2R 5,14-17 ; Ps
97 ; 2Tm 2,8-13 ; Lc 17,11-19
Chers
frères et sœurs,
Au
temps de Jésus, et même bien plus tard y compris dans notre région, les lépreux
étaient exclus de la communauté. Il fallait évidemment éviter la propagation de
la maladie, que l’on ne savait pas guérir. Mais on considérait aussi que cette
maladie était le signe visible d’un état de péché, de séparation d’avec Dieu.
La
loi de Moïse stipulait que – si un lépreux était guéri par grâce de Dieu – il
lui fallait se présenter à un prêtre. Et si la guérison était confirmée, l’ancien
lépreux devait alors accomplir tout un rituel de purification, de réparation et
d’expiation, qui durait huit jours.
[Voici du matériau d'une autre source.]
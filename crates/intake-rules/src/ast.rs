use intake_core::Value;

/// Whitelisted functions callable from rule expressions.
#[derive(Debug, Clone, Copy, PartialEq, Eq, Hash)]
pub enum Function {
    /// Processing date of the current file.
    Today,
    Len,
    StartsWith,
    /// Tuple uniqueness across the rows of one file; the only stateful call.
    Unique,
    Abs,
}

impl Function {
    pub fn from_name(name: &str) -> Option<Self> {
        match name {
            "today" => Some(Function::Today),
            "len" => Some(Function::Len),
            "startswith" => Some(Function::StartsWith),
            "unique" => Some(Function::Unique),
            "abs" => Some(Function::Abs),
            _ => None,
        }
    }

    pub fn name(&self) -> &'static str {
        match self {
            Function::Today => "today",
            Function::Len => "len",
            Function::StartsWith => "startswith",
            Function::Unique => "unique",
            Function::Abs => "abs",
        }
    }

    /// Accepted argument count as `(min, max)`; `None` means unbounded.
    pub fn arity(&self) -> (usize, Option<usize>) {
        match self {
            Function::Today => (0, Some(0)),
            Function::Len | Function::Abs => (1, Some(1)),
            Function::StartsWith => (2, Some(2)),
            Function::Unique => (1, None),
        }
    }

    pub fn arity_label(&self) -> &'static str {
        match self {
            Function::Today => "0",
            Function::Len | Function::Abs => "1",
            Function::StartsWith => "2",
            Function::Unique => "at least 1",
        }
    }
}

#[derive(Debug, Clone, Copy, PartialEq, Eq)]
pub enum UnaryOp {
    Not,
    Neg,
}

#[derive(Debug, Clone, Copy, PartialEq, Eq)]
pub enum BinaryOp {
    And,
    Or,
    Eq,
    Ne,
    Lt,
    Gt,
    Le,
    Ge,
    Add,
    Sub,
    Mul,
    Div,
}

impl BinaryOp {
    pub fn symbol(&self) -> &'static str {
        match self {
            BinaryOp::And => "AND",
            BinaryOp::Or => "OR",
            BinaryOp::Eq => "==",
            BinaryOp::Ne => "!=",
            BinaryOp::Lt => "<",
            BinaryOp::Gt => ">",
            BinaryOp::Le => "<=",
            BinaryOp::Ge => ">=",
            BinaryOp::Add => "+",
            BinaryOp::Sub => "-",
            BinaryOp::Mul => "*",
            BinaryOp::Div => "/",
        }
    }

    pub fn is_comparison(&self) -> bool {
        matches!(
            self,
            BinaryOp::Eq | BinaryOp::Ne | BinaryOp::Lt | BinaryOp::Gt | BinaryOp::Le | BinaryOp::Ge
        )
    }

    pub fn is_logical(&self) -> bool {
        matches!(self, BinaryOp::And | BinaryOp::Or)
    }

    pub fn is_arithmetic(&self) -> bool {
        matches!(
            self,
            BinaryOp::Add | BinaryOp::Sub | BinaryOp::Mul | BinaryOp::Div
        )
    }
}

/// Parsed rule expression.
#[derive(Debug, Clone, PartialEq)]
pub enum Expr {
    Literal(Value),
    Field {
        name: String,
        position: usize,
    },
    Unary {
        op: UnaryOp,
        expr: Box<Expr>,
        position: usize,
    },
    Binary {
        op: BinaryOp,
        left: Box<Expr>,
        right: Box<Expr>,
        position: usize,
    },
    Call {
        function: Function,
        args: Vec<Expr>,
        /// Distinguishes several `unique()` calls within one expression.
        call_site: usize,
        position: usize,
    },
}

impl Expr {
    pub fn is_literal(&self) -> bool {
        match self {
            Expr::Literal(_) => true,
            Expr::Unary {
                op: UnaryOp::Neg,
                expr,
                ..
            } => expr.is_literal(),
            _ => false,
        }
    }

    /// Whether evaluating this expression touches per-file state.
    pub fn is_stateful(&self) -> bool {
        match self {
            Expr::Literal(_) | Expr::Field { .. } => false,
            Expr::Unary { expr, .. } => expr.is_stateful(),
            Expr::Binary { left, right, .. } => left.is_stateful() || right.is_stateful(),
            Expr::Call { function, args, .. } => {
                *function == Function::Unique || args.iter().any(Expr::is_stateful)
            }
        }
    }

    /// Field names referenced anywhere in the expression, in source order.
    pub fn fields(&self) -> Vec<&str> {
        let mut names = Vec::new();
        self.collect_fields(&mut names);
        names
    }

    fn collect_fields<'a>(&'a self, names: &mut Vec<&'a str>) {
        match self {
            Expr::Literal(_) => {}
            Expr::Field { name, .. } => {
                if !names.contains(&name.as_str()) {
                    names.push(name);
                }
            }
            Expr::Unary { expr, .. } => expr.collect_fields(names),
            Expr::Binary { left, right, .. } => {
                left.collect_fields(names);
                right.collect_fields(names);
            }
            Expr::Call { args, .. } => {
                for arg in args {
                    arg.collect_fields(names);
                }
            }
        }
    }

    /// Height of the tree; a lone field or literal is 1.
    pub fn depth(&self) -> usize {
        match self {
            Expr::Literal(_) | Expr::Field { .. } => 1,
            Expr::Unary { expr, .. } => 1 + expr.depth(),
            Expr::Binary { left, right, .. } => 1 + left.depth().max(right.depth()),
            Expr::Call { args, .. } => 1 + args.iter().map(Expr::depth).max().unwrap_or(0),
        }
    }

    pub fn position(&self) -> usize {
        match self {
            Expr::Literal(_) => 0,
            Expr::Field { position, .. }
            | Expr::Unary { position, .. }
            | Expr::Binary { position, .. }
            | Expr::Call { position, .. } => *position,
        }
    }
}
/// A callable that maps a typed input to a typed output.
///
/// Models are the pure-math layer: they hold their parameters and evaluate a
/// single input at a time. Solvers drive models; observers never see them.
pub trait Model {
    type Input;
    type Output;
    type Error: std::error::Error + Send + Sync + 'static;

    /// Evaluates the model at `input`.
    ///
    /// # Errors
    ///
    /// Returns [`Self::Error`] if the model cannot produce an output.
    fn call(&self, input: &Self::Input) -> Result<Self::Output, Self::Error>;
}

/// A single point at which a swept model is evaluated.
///
/// `t` is the position on the time grid and `param` is the current value of
/// the swept parameter.
#[derive(Debug, Clone, Copy, PartialEq)]
pub struct Sample {
    pub t: f64,
    pub param: f64,
}

impl Sample {
    #[must_use]
    pub fn new(t: f64, param: f64) -> Self {
        Self { t, param }
    }
}

#[cfg(test)]
mod tests {
    use super::*;

    use std::convert::Infallible;

    struct Square;

    impl Model for Square {
        type Input = Sample;
        type Output = f64;
        type Error = Infallible;

        fn call(&self, input: &Sample) -> Result<f64, Infallible> {
            Ok(input.t * input.t * input.param)
        }
    }

    #[test]
    fn call_with_sample() {
        let input = Sample::new(3.0, 2.0);

        assert_eq!(input, Sample { t: 3.0, param: 2.0 });
        assert_eq!(Square.call(&input).unwrap(), 18.0);
    }
}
Alors seulement il était déclaré pur et
pouvait rejoindre la communauté.
On
voit ici que le péché à l’égard de Dieu implique la séparation d’avec la
communauté, mais que la réconciliation avec Dieu entraîne aussi la
réintégration dans la communauté. Le rapport que l’on entretient avec Dieu a
toujours un impact sur nos rapports entre-nous, et inversement.
Or
donc aujourd’hui, dix lépreux se présentent à Jésus en le priant : « Jésus,
Maître, prends pitié de nous ». Ils connaissent sa réputation de
guérisseur et veulent être délivrés de l’opprobre qui pèse sur eux. Pour bien
comprendre ce qui va se jouer ensuite, il faut bien saisir que les lépreux cherchent
une guérison physique qui leur permette de retrouver une vie normale sur la terre,
dans la communauté des hommes. Tandis que Jésus voit, à travers la guérison
physique, la première étape d’une guérison spirituelle plus profonde qui permettra
à celui qui sera réconcilié de retrouver une vie normale, non seulement sur
terre dans la communauté des hommes, mais aussi au ciel, dans la communion des
saints.
Touché
par la prière des dix hommes, Jésus leur demande d’aller voir le prêtre,
c’est-à-dire d’aller lui faire constater qu’ils sont guéris, et d’accomplir le
rituel. Les dix hommes font un premier acte de foi : ils partent voir le
prêtre alors qu’ils sont encore malades. Ce n’est qu’en cours de route qu’ils
vont guérir. Là les chemins se séparent. Neuf vont voir les prêtres de
Jérusalem. Mais un autre revient à Jésus. Tous vont accomplir le rituel, mais
avec Jésus, celui-ci va prendre des proportions inattendues.
Concrètement,
l’homme, étranger parce que Samaritain, revient en glorifiant Dieu, se
prosterne face contre terre devant Jésus et lui rend grâce. Alors Jésus le
relève en disant : « Ta foi t’a sauvé ». On le comprend,
parce cet homme a vu en Jésus plus qu’un prêtre : il a vu Dieu lui-même.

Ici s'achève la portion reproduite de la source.